El esperado debut en solitario de Benny Safdie como director prometía ser un retrato contundente sobre la brutalidad y los dilemas internos del luchador de artes marciales mixtas Mark Kerr. Con un título como The Smashing Machine —extraído del documental de 2002 que inspiró la ficción— cabía esperar un ejercicio cinematográfico tan violento como introspectivo. Sin embargo, la película, protagonizada por Dwayne Johnson, se queda en tierra de nadie: ni drama arrebatador ni espectáculo deportivo.
Safdie apuesta por una narración melancólica y lánguida, que bordea más la ensoñación que la crudeza. Si bien este cambio de tono podría parecer refrescante frente a los clichés de otras cintas de luchadores, el resultado es una película excesivamente tibia, más empeñada en deconstruir el mito que en transmitir la tensión de una vida marcada por la sangre, el sudor y la adicción. La atmósfera soñolienta, subrayada por la partitura de Nala Sinephro, convierte la historia en una deriva que por momentos roza lo soporífero.

Dwayne Johnson había vendido este proyecto como su gran transformación dramática, una oportunidad de romper con la caricatura del héroe de acción y ganarse un espacio en la temporada de premios. No obstante, Safdie parece poco interesado en darle al actor escenas que luzcan su registro. Su interpretación, contenida hasta el extremo, apuesta por la vulnerabilidad y el gesto mínimo, pero termina resultando plana. La humanidad de Kerr aparece apenas sugerida, sin que el espectador perciba el fuego interno que supuestamente lo empuja a seguir luchando dentro y fuera del octágono.
El guion se concentra en mostrar lo doméstico y lo rutinario, diluyendo los conflictos. La adicción a las drogas, la presión psicológica y la compleja relación sentimental del protagonista aparecen esbozadas, pero nunca adquieren la fuerza dramática necesaria. El espectador asiste a un relato de grandes problemas tratados con desganada tibieza, sin riesgo narrativo ni momentos memorables.
Ni siquiera la presencia de Emily Blunt, en un papel secundario que podría haber aportado intensidad emocional, consigue elevar el tono de la película, si bien ella desarrolla una calidad interpretativa que simplemente supera la capacidad del guion. Su personaje, lejos de convertirse en motor dramático, queda reducido a una figura difusa, atrapada en el mismo letargo narrativo que asfixia a la cinta.
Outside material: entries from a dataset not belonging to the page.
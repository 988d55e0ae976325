// Copyright 2025 RustFS Team
//
// Licensed under the Apache License, Version 2.0 (the "License");
// you may not use this file except in compliance with the License.
// You may obtain a copy of the License at
//
//     http://www.apache.org/licenses/LICENSE-2.0
//
// Unless required by applicable law or agreed to in writing, software
// distributed under the License is distributed on an "AS IS" BASIS,
// WITHOUT WARRANTIES OR CONDITIONS OF ANY KIND, either express or implied.
// See the License for the specific language governing permissions and
// limitations under the License.

//! Parsing of raw Kubernetes quantity strings into display units.

use snafu::OptionExt;

use crate::types::error::{
    Error, InvalidCoresSnafu, InvalidIntegerSnafu, MissingSuffixSnafu, OverflowSnafu,
};

const NANO_PER_MILLI: u64 = 1_000_000;
const KI_PER_MI: u64 = 1024;
const MILLI_PER_CORE: u64 = 1000;

/// Converts a nanocore quantity (`"250000000n"`) to millicores, rounding to
/// the nearest integer.
pub fn convert_cpu_nano_to_milli(raw: &str) -> Result<u64, Error> {
    let nano = leading_integer(raw, "n")?;
    Ok(div_round(nano, NANO_PER_MILLI))
}

/// Converts a kibibyte quantity (`"1048576Ki"`) to mebibytes, rounding to the
/// nearest integer.
pub fn convert_memory_ki_to_mebi(raw: &str) -> Result<u64, Error> {
    let kibi = leading_integer(raw, "Ki")?;
    Ok(div_round(kibi, KI_PER_MI))
}

/// Converts a decimal number of cores (`"2"`, `"0.5"`) to millicores.
///
/// Digits past the third decimal place are truncated. A value that is already
/// in millicores (`"3920m"`, as in node allocatable) is returned as is.
pub fn convert_cpu_cores_to_milli(raw: &str) -> Result<u64, Error> {
    if let Some(milli) = raw.strip_suffix('m') {
        if !is_digits(milli) {
            return InvalidCoresSnafu { raw }.fail();
        }
        return milli.parse::<u64>().ok().context(OverflowSnafu { raw });
    }

    let (whole, fraction) = match raw.split_once('.') {
        Some((whole, fraction)) => (whole, fraction),
        None => (raw, ""),
    };

    if (whole.is_empty() && fraction.is_empty())
        || (!whole.is_empty() && !is_digits(whole))
        || (!fraction.is_empty() && !is_digits(fraction))
    {
        return InvalidCoresSnafu { raw }.fail();
    }

    let whole = if whole.is_empty() {
        0
    } else {
        whole.parse::<u64>().ok().context(OverflowSnafu { raw })?
    };

    let milli_fraction = fraction
        .bytes()
        .chain(std::iter::repeat(b'0'))
        .take(3)
        .fold(0u64, |acc, digit| acc * 10 + u64::from(digit - b'0'));

    whole
        .checked_mul(MILLI_PER_CORE)
        .and_then(|m| m.checked_add(milli_fraction))
        .context(OverflowSnafu { raw })
}

/// Extracts the first unsigned decimal number embedded in `s`
/// (`"250m"` -> 250, `"12.5%"` -> 12.5).
pub fn first_number(s: &str) -> Option<f64> {
    let start = s.find(|c: char| c.is_ascii_digit())?;
    let rest = &s[start..];

    let mut end = 0;
    let mut seen_dot = false;
    for (i, c) in rest.char_indices() {
        if c.is_ascii_digit() {
            end = i + 1;
        } else if c == '.' && !seen_dot {
            seen_dot = true;
        } else {
            break;
        }
    }

    rest[..end].parse().ok()
}

fn leading_integer(raw: &str, suffix: &'static str) -> Result<u64, Error> {
    // the API server writes a zero quantity without any suffix
    if raw == "0" {
        return Ok(0);
    }

    let digits = raw
        .strip_suffix(suffix)
        .context(MissingSuffixSnafu { raw, suffix })?;

    if !is_digits(digits) {
        return InvalidIntegerSnafu { raw, suffix }.fail();
    }

    digits.parse::<u64>().ok().context(OverflowSnafu { raw })
}

fn is_digits(s: &str) -> bool {
    !s.is_empty() && s.bytes().all(|b| b.is_ascii_digit())
}

/// Integer division rounding half up.
fn div_round(value: u64, divisor: u64) -> u64 {
    value / divisor + u64::from(value % divisor * 2 >= divisor)
}
// Copyright 2025 RustFS Team
//
// Licensed under the Apache License, Version 2.0 (the "License");
// you may not use this file except in compliance with the License.
// You may obtain a copy of the License at
//
//     http://www.apache.org/licenses/LICENSE-2.0
//
// Unless required by applicable law or agreed to in writing, software
// distributed under the License is distributed on an "AS IS" BASIS,
// WITHOUT WARRANTIES OR CONDITIONS OF ANY KIND, either express or implied.
// See the License for the specific language governing permissions and
// limitations under the License.

use snafu::Snafu;

/// Malformed Kubernetes quantity strings.
///
/// Quantities are validated strictly on every path (nodes and pods alike):
/// anything that is not `<integer><suffix>` for the expected suffix is rejected
/// rather than coerced to zero. The bare quantity `"0"` is the only accepted
/// form without a suffix, since that is how the API server serializes zero.
#[derive(Debug, Snafu, PartialEq, Eq)]
#[snafu(visibility(pub(crate)))]
pub enum Error {
    #[snafu(display("quantity '{}' is missing the '{}' suffix", raw, suffix))]
    MissingSuffix { raw: String, suffix: &'static str },

    #[snafu(display("quantity '{}' has no integer value before '{}'", raw, suffix))]
    InvalidInteger { raw: String, suffix: &'static str },

    #[snafu(display("'{}' is not a decimal number of cores", raw))]
    InvalidCores { raw: String },

    #[snafu(display("quantity '{}' is too large", raw))]
    Overflow { raw: String },
}

impl Error {
    /// The offending raw quantity.
    pub fn raw(&self) -> &str {
        match self {
            Error::MissingSuffix { raw, .. }
            | Error::InvalidInteger { raw, .. }
            | Error::InvalidCores { raw }
            | Error::Overflow { raw } => raw,
        }
    }
}
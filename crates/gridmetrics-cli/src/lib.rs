//! gridmetrics-cli - inspect grid column layouts from the command line.
//!
//! Reads a JSON or YAML layout description, runs it through
//! [`gridmetrics`], and prints the computed widths and offsets.
//!
//! ```text
//! $ gridmetrics recalc layout.yaml --total-width 800 --scrollbar -o text
//! key      width     left
//! id          60        0
//! title      523       60
//! owner      200      583
//! width 260  columns 783  total 800
//! ```

pub mod cli;
pub mod config;
pub mod input;
pub mod output;

pub use cli::{run, Cli, Command, Outcome};
pub use config::Config;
El contraste entre lo que The Smashing Machine promete y lo que finalmente ofrece es quizá su mayor problema. No hay tensión, no hay épica, no hay catarsis: tan solo un ejercicio autorreferencial (es una película de estadounidenses para estadounidenses) en el que Safdie se obsesiona con la estética contemplativa y sacrifica cualquier posibilidad de emoción. La cinta de A24 parece pensada para subrayar la sofisticación del director, pero termina pareciendo un boceto inacabado.
El deporte, en su crudeza inicial a finales de los noventa, aparece retratado como un trabajo sin glamour, una rutina gris de vestuarios apagados y luchadores errantes. Ese realismo, que podría haber sido un hallazgo, se convierte en una trampa: el espectador nunca llega a sentir que lo que está en juego importa realmente.
Con todo, The Smashing Machine no es un desastre absoluto: posee momentos de lirismo visual y una cierta empatía hacia personajes que suelen ser caricaturizados en la ficción. Pero esa voluntad de mostrar la humanidad bajo la coraza termina diluyéndose en una película que parece empeñada en apagar cualquier chispazo de intensidad.
Lo que queda es un retrato blando, aburrido y prescindible de un personaje que merecía una exploración más ambiciosa. Ni la apuesta contenida de Dwayne Johnson ni la presencia magnética de Emily Blunt salvan un filme que, con más voluntad de trascender que de contar, naufraga en su propio ensimismamiento.